Record extracts START
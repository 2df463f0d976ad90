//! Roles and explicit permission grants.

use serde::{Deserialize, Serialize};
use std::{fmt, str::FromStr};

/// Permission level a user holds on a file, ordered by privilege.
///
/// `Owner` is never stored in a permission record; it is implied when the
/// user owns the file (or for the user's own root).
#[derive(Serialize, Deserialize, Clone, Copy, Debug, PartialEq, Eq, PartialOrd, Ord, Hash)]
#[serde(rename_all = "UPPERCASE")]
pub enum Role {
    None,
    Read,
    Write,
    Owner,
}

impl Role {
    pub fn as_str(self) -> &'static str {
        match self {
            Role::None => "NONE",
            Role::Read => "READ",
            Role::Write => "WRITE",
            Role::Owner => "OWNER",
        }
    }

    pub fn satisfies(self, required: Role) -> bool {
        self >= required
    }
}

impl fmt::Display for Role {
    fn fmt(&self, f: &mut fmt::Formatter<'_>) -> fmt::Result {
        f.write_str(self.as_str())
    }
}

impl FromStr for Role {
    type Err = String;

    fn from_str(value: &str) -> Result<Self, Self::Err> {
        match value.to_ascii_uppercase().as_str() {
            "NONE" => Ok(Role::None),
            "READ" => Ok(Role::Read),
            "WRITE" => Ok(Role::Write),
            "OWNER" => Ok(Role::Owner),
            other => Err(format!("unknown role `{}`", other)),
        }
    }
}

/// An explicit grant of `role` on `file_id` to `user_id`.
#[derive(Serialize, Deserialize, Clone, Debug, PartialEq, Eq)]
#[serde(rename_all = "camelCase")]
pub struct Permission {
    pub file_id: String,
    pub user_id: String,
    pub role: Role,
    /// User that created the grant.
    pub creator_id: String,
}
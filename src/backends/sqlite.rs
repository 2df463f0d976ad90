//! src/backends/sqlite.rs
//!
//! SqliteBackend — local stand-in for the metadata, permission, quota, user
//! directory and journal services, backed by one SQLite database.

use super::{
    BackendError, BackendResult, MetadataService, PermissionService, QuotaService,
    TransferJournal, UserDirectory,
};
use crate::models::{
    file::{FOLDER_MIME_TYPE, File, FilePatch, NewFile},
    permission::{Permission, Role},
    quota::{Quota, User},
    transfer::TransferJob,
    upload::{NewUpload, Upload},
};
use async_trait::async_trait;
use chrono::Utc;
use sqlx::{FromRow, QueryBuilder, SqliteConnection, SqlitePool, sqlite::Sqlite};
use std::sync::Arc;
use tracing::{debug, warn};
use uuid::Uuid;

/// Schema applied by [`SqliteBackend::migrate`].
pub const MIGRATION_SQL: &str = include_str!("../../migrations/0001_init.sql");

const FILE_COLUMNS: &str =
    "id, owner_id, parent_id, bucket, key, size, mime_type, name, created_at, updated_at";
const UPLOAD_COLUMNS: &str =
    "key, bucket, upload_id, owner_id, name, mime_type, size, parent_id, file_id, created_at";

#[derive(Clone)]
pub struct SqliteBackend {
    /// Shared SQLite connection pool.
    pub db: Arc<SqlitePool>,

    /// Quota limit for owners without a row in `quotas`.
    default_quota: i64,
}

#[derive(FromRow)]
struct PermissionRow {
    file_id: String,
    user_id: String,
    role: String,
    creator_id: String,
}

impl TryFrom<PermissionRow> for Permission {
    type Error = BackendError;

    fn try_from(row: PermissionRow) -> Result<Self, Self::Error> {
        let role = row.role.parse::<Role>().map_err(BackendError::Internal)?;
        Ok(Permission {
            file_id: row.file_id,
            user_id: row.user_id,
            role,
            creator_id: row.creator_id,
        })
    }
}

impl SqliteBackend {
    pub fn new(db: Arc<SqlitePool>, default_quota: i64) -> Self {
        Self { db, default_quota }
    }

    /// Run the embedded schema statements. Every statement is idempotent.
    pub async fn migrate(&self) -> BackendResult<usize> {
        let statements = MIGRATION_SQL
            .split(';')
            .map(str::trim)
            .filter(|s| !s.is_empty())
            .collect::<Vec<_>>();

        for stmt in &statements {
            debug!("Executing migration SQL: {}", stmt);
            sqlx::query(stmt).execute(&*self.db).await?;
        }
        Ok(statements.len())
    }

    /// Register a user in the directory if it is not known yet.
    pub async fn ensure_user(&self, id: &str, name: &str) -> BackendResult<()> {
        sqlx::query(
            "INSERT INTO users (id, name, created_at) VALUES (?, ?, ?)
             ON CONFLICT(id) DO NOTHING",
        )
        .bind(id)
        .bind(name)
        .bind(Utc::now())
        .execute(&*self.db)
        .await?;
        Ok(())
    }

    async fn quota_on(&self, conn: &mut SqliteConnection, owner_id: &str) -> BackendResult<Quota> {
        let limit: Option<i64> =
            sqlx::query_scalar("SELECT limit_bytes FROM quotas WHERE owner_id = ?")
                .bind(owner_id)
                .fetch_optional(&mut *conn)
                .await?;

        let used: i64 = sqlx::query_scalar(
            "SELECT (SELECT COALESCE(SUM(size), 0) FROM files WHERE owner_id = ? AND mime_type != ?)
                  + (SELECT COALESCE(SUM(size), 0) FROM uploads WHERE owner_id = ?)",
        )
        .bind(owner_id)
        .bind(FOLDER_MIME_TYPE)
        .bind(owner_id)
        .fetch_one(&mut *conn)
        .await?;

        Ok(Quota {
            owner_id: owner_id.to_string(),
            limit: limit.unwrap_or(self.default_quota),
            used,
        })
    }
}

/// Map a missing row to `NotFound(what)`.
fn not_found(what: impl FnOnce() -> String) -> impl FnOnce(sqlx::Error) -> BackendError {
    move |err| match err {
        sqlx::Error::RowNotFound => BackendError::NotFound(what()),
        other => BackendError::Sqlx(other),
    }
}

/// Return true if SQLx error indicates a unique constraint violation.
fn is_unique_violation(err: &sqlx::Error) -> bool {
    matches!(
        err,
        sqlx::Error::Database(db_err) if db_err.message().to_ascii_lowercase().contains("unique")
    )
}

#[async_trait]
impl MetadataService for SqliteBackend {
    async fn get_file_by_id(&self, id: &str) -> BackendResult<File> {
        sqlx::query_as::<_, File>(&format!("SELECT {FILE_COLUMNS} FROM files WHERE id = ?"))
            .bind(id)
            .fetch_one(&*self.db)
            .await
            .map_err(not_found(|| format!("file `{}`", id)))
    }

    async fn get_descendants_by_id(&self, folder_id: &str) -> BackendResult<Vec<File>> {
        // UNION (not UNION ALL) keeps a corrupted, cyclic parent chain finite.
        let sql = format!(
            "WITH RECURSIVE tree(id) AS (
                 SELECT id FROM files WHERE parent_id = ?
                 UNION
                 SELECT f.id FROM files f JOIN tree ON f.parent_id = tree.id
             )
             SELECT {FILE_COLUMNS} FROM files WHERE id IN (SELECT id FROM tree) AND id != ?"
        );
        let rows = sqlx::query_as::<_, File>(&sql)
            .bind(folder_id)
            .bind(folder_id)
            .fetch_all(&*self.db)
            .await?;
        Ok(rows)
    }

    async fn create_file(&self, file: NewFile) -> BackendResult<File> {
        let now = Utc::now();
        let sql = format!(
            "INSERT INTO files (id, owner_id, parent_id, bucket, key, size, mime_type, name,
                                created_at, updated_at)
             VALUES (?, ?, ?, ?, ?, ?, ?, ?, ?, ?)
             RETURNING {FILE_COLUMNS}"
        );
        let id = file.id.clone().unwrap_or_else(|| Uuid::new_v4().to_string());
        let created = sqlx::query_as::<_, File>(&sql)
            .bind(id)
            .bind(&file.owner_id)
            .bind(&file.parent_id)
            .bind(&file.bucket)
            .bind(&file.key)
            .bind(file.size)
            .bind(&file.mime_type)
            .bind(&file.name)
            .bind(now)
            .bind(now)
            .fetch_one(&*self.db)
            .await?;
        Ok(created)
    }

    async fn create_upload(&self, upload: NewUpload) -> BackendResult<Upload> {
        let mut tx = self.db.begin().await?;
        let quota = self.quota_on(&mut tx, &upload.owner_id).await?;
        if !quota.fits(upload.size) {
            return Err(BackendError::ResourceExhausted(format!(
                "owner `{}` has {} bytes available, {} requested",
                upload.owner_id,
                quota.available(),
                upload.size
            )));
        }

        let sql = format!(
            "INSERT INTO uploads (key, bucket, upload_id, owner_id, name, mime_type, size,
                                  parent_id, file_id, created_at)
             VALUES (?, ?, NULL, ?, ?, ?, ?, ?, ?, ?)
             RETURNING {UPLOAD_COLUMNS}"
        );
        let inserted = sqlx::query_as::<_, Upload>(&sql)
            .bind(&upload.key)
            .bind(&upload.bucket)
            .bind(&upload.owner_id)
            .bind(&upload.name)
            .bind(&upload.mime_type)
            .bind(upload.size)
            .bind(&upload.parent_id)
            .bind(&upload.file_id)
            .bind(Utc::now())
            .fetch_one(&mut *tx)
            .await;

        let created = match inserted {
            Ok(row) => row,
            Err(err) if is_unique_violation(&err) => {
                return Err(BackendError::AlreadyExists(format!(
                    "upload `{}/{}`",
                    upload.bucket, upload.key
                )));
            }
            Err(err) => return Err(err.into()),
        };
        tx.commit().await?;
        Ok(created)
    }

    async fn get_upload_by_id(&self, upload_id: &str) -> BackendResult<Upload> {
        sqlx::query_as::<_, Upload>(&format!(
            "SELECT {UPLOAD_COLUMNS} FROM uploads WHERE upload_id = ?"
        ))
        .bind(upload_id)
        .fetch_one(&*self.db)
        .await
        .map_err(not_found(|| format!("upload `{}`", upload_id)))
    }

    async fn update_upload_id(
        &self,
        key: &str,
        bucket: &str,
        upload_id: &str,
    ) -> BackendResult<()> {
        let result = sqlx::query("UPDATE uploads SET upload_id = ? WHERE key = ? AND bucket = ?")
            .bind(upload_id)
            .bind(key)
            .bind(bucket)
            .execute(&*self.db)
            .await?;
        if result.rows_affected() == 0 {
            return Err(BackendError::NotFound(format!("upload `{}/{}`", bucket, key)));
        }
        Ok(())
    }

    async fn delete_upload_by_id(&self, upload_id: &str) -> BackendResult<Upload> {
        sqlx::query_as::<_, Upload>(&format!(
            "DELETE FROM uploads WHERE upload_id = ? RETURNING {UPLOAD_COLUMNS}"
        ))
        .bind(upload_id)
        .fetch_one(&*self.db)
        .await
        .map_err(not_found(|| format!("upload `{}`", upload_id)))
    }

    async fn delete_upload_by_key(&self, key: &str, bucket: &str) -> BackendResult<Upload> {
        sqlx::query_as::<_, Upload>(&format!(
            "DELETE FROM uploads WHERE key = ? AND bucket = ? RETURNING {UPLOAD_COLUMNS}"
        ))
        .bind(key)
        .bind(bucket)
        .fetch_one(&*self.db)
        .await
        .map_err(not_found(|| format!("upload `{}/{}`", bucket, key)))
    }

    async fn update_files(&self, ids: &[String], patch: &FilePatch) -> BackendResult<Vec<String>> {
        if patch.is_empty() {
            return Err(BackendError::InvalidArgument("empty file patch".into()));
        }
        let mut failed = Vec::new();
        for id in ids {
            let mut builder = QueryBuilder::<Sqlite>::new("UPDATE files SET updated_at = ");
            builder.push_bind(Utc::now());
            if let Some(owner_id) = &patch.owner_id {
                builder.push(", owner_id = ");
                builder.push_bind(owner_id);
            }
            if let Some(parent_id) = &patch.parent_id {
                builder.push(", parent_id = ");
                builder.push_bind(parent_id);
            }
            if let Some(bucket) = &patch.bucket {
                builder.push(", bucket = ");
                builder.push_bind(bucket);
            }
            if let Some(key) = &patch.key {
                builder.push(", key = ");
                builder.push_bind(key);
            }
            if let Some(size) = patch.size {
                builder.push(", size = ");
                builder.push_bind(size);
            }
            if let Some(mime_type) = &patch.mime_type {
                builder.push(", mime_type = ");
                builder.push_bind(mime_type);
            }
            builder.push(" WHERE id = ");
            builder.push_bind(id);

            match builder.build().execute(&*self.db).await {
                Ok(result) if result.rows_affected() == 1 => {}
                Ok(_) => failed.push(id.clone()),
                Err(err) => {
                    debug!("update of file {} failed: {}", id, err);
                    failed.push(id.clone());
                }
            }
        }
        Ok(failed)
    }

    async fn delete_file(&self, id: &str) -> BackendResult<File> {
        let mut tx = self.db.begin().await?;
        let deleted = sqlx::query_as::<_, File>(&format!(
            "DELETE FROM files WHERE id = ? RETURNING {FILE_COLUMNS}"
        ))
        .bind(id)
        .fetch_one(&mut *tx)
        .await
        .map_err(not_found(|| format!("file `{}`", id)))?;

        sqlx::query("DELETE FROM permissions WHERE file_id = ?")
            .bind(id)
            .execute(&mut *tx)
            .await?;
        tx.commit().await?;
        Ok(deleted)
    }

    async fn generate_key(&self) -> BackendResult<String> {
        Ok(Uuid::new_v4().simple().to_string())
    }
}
Record extracts END
**Directions for this task:** Copy the lines from the start of the data verbatim, stopping after the line containing "impl FromStr for".

**Solution to this problem:**
repository 2df463f0d976ad90
//! Roles and explicit permission grants.

use serde::{Deserialize, Serialize};
use std::{fmt, str::FromStr};

/// Permission level a user holds on a file, ordered by privilege.
///
/// `Owner` is never stored in a permission record; it is implied when the
/// user owns the file (or for the user's own root).
#[derive(Serialize, Deserialize, Clone, Copy, Debug, PartialEq, Eq, PartialOrd, Ord, Hash)]
#[serde(rename_all = "UPPERCASE")]
pub enum Role {
    None,
    Read,
    Write,
    Owner,
}

impl Role {
    pub fn as_str(self) -> &'static str {
        match self {
            Role::None => "NONE",
            Role::Read => "READ",
            Role::Write => "WRITE",
            Role::Owner => "OWNER",
        }
    }

    pub fn satisfies(self, required: Role) -> bool {
        self >= required
    }
}

impl fmt::Display for Role {
    fn fmt(&self, f: &mut fmt::Formatter<'_>) -> fmt::Result {
        f.write_str(self.as_str())
    }
}

impl FromStr for Role {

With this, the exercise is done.